Tout d’abord, nous faisons tous des efforts, y compris le ministère de l’agriculture, notamment sur ses crédits de fonctionnement. Il n’est donc pas illégitime que cet effort soit partagé, même si, je le sais, de nouvelles missions sont confiées aux chambres d’agriculture.

Ensuite, n’oublions jamais que l’augmentation de la taxe pèse non pas sur le budget de l’État, mais directement sur les agriculteurs.

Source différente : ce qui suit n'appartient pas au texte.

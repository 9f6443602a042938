//! Small helpers shared by the loader, inliner and replication engine.

use std::sync::atomic::{AtomicUsize, Ordering};
use std::time::{SystemTime, UNIX_EPOCH};

/// 1×1 transparent GIF used when a video frame cannot be captured
pub const TRANSPARENT_PIXEL: &str =
    "data:image/gif;base64,R0lGODlhAQABAIAAAP///wAAACH5BAEAAAAALAAAAAABAAEAAAICRAEAOw==";

/// Extension of the last path segment (`"a/b.PNG"` → `"PNG"`), or `""`
pub fn parse_extension(url: &str) -> &str {
    match url.rfind('.') {
        Some(idx) => {
            let ext = &url[idx + 1..];
            if ext.contains('/') || ext.contains('\\') {
                ""
            } else {
                ext
            }
        }
        None => "",
    }
}

/// MIME type guessed from a URL's extension; `""` when unknown
pub fn mime_type(url: &str) -> &'static str {
    const WOFF: &str = "application/font-woff";
    const JPEG: &str = "image/jpeg";

    match parse_extension(url).to_ascii_lowercase().as_str() {
        "woff" | "woff2" => WOFF,
        "ttf" => "application/font-truetype",
        "eot" => "application/vnd.ms-fontobject",
        "png" => "image/png",
        "jpg" | "jpeg" => JPEG,
        "gif" => "image/gif",
        "tiff" => "image/tiff",
        "svg" => "image/svg+xml",
        _ => "",
    }
}

pub fn is_data_url(url: &str) -> bool {
    url.starts_with("data:")
}

/// `data:{mime};base64,{content}`
pub fn data_as_url(content: &str, mime: &str) -> String {
    format!("data:{};base64,{}", mime, content)
}

/// Payload segment of a data URL (everything after the first comma)
pub fn data_url_payload(data_url: &str) -> Option<&str> {
    data_url
        .split_once(',')
        .map(|(_, payload)| payload)
        .filter(|p| !p.is_empty())
}

/// Resolve `url` against `base_url`; unparseable bases leave `url` untouched
pub fn resolve_url(url: &str, base_url: &str) -> String {
    if let Ok(base) = url::Url::parse(base_url) {
        base.join(url).map(|u| u.to_string()).unwrap_or_else(|_| url.to_string())
    } else {
        url.to_string()
    }
}

/// Append a timestamp query parameter so caches are bypassed
pub fn cache_bust(url: &str) -> String {
    let millis = SystemTime::now()
        .duration_since(UNIX_EPOCH)
        .map(|d| d.as_millis())
        .unwrap_or_default();
    let sep = if url.contains('?') { '&' } else { '?' };
    format!("{}{}{}", url, sep, millis)
}

/// Generator of class names for materialized pseudo-elements.
///
/// Each id is `u` + four random base-36 characters + a per-generator counter,
/// so ids never repeat within one generator and rarely collide across them.
#[derive(Debug, Default)]
pub struct UidGenerator {
    counter: AtomicUsize,
}

impl UidGenerator {
    pub fn new() -> Self {
        Self::default()
    }

    pub fn next(&self) -> String {
        let index = self.counter.fetch_add(1, Ordering::Relaxed);
        format!("u{}{}", four_random_chars(), index)
    }
}

fn four_random_chars() -> String {
    const ALPHABET: &[u8] = b"0123456789abcdefghijklmnopqrstuvwxyz";
    (0..4)
        .map(|_| ALPHABET[rand::random_range(0..ALPHABET.len())] as char)
        .collect()
}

Or ma préoccupation est d’améliorer le revenu des agriculteurs, donc d’éviter de leur imposer de nouvelles charges.

Enfin, le Gouvernement a proposé la création d’un taux pivot de 1,5 %, avec la possibilité de monter jusqu’à 3%. Le Sénat reviendra sur ce sujet demain soir, et je ne doute pas que Joël Bourdin et Jean-Paul Emorine sauront mobiliser leurs collègues sur ce sujet.

Monsieur César, sachez que je refuse catégoriquement la suppression des droits de plantation. Voilà quelques années, l’agriculture européenne s’est engagée dans la voie d’une libéralisation totale, qui a été un échec total. Ne reproduisons pas les erreurs du passé !

Au moment où, sur d’autres continents, certains pays, les États-Unis notamment, optaient pour une régulation accrue, accordaient une aide plus importante à leur agriculture, notamment en prenant des mesures de soutien du marché lorsque les prix s’effondraient, nous, Européens, avons voulu être plus libéraux que les ultralibéraux ! (M. Jean-Marc Pastor approuve.) Nous avons ouvert en grand nos frontières, abandonnant tout instrument d’intervention sur les marchés. Puis, nous avons constaté que cela ne marchait pas. En bien tirons-en les leçons et revenons à une régulation des marchés, y compris dans le domaine viticole.

Si nous supprimons les droits de plantation en Europe, vous verrez surgir de nombreuses exploitations viticoles et l’on produira du champagne en Espagne, en Italie ou dans le sud de la France, du bordeaux en Allemagne et du beaujolais en Grande-Bretagne. (Sourires.)